Action item:
In the entries that follow, how many lines include the string "blocks"? The answer is the number only.

Dataset:
....................
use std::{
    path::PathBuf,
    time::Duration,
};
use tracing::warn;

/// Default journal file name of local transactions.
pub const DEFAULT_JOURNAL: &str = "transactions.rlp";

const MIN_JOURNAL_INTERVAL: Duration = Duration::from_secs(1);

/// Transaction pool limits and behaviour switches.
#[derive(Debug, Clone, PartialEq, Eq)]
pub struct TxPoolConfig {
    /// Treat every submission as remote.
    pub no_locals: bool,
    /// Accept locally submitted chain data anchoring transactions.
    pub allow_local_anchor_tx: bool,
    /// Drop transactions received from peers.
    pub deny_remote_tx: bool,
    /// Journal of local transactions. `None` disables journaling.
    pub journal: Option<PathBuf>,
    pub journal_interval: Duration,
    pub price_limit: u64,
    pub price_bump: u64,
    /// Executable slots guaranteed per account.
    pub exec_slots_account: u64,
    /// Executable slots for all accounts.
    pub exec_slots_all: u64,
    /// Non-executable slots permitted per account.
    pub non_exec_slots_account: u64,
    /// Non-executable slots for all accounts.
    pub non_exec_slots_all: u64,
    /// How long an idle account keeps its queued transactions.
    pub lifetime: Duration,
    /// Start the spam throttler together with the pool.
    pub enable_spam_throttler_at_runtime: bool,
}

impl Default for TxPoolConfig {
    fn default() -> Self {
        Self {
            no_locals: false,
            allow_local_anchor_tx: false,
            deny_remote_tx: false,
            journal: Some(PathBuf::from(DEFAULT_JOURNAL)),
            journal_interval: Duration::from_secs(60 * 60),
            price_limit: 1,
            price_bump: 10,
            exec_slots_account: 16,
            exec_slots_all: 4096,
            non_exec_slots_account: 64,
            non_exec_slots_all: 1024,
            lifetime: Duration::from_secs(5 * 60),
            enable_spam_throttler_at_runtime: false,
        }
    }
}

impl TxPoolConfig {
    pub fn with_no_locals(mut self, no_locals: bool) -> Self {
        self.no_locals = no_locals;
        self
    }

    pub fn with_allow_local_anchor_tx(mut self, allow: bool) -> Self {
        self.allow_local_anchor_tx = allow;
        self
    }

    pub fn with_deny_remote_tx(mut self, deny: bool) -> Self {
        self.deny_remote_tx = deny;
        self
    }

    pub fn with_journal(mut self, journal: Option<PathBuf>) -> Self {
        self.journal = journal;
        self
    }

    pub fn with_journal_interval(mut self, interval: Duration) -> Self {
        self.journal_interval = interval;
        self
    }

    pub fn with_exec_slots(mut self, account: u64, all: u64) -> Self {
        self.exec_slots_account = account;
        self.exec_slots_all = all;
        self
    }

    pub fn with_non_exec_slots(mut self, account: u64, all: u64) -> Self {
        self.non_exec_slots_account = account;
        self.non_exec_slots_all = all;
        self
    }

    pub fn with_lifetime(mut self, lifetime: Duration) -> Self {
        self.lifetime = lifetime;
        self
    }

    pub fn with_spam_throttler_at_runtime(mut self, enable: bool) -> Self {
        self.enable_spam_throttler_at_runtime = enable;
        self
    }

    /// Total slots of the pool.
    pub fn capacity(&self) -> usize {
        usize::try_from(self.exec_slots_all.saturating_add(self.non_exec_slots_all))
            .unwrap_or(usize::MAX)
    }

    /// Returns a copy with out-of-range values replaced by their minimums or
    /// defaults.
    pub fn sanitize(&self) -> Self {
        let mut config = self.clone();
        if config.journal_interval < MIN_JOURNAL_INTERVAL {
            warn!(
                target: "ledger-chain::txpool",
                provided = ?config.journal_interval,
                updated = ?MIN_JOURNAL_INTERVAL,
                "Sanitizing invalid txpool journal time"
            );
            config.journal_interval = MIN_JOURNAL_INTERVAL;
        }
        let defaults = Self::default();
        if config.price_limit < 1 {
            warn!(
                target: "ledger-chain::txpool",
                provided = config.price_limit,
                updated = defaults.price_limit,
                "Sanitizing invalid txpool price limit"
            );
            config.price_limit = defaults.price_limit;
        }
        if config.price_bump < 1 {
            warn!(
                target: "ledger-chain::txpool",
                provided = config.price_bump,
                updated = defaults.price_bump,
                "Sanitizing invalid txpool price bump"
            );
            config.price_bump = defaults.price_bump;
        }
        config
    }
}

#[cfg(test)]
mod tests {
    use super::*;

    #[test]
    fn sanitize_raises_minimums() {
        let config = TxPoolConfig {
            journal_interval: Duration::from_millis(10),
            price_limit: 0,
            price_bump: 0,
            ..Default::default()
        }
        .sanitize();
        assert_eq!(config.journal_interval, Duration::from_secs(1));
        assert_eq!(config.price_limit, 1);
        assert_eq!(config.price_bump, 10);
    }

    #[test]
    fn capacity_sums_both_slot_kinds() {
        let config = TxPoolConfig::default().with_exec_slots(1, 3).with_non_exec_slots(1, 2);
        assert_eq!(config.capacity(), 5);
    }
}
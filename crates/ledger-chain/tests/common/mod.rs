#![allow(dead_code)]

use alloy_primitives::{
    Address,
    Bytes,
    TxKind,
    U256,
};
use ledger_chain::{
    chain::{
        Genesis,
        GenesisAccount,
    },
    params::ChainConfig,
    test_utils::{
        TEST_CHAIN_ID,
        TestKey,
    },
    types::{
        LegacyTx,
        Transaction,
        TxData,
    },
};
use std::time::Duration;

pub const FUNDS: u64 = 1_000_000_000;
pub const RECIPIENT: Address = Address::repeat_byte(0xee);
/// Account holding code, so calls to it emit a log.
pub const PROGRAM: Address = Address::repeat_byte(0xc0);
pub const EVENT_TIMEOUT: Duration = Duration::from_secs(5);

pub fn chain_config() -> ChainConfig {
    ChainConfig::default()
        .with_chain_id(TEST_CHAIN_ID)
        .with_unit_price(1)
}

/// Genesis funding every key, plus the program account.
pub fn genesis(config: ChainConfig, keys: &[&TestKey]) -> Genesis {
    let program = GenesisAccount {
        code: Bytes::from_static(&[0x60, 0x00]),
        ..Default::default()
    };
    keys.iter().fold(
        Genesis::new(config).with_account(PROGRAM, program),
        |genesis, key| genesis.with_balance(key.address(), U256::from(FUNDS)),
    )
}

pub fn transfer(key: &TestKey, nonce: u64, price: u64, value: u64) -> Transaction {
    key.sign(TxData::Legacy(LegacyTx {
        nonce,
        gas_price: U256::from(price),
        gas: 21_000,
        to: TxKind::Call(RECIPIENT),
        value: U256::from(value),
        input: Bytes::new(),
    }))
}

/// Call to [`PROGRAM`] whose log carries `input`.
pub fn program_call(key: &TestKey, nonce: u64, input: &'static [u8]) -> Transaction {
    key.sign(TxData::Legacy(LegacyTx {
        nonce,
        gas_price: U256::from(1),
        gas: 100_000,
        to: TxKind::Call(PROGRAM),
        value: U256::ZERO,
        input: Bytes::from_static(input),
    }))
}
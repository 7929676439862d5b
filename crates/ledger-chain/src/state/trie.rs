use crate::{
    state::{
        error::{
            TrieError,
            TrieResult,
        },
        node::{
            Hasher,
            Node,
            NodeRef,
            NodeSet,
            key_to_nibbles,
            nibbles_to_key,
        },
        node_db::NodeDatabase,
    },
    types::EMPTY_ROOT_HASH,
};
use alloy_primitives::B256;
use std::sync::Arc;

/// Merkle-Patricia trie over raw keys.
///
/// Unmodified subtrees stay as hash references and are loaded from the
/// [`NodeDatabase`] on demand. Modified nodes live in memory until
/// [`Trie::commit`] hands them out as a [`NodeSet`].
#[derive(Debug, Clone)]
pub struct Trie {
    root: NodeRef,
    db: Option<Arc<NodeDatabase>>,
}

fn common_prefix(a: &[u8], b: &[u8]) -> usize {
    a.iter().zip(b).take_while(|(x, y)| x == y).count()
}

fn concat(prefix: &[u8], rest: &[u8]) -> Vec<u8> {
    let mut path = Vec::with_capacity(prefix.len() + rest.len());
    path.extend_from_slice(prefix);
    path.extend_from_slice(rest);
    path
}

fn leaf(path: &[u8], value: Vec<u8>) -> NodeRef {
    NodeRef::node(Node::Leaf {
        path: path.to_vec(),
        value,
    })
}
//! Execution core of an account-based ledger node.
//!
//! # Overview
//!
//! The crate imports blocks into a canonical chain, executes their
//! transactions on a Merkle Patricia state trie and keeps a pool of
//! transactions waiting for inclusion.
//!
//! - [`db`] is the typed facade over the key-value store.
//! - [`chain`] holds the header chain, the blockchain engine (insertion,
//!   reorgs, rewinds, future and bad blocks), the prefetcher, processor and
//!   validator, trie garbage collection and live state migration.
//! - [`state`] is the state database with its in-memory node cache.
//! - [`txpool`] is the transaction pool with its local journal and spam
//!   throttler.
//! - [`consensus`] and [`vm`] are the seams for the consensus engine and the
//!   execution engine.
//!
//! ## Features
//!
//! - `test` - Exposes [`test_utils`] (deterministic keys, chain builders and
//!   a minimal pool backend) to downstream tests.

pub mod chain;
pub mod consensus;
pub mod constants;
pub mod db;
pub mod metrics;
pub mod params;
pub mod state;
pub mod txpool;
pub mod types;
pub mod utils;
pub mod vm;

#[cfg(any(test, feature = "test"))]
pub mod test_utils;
....................
Answer box:
2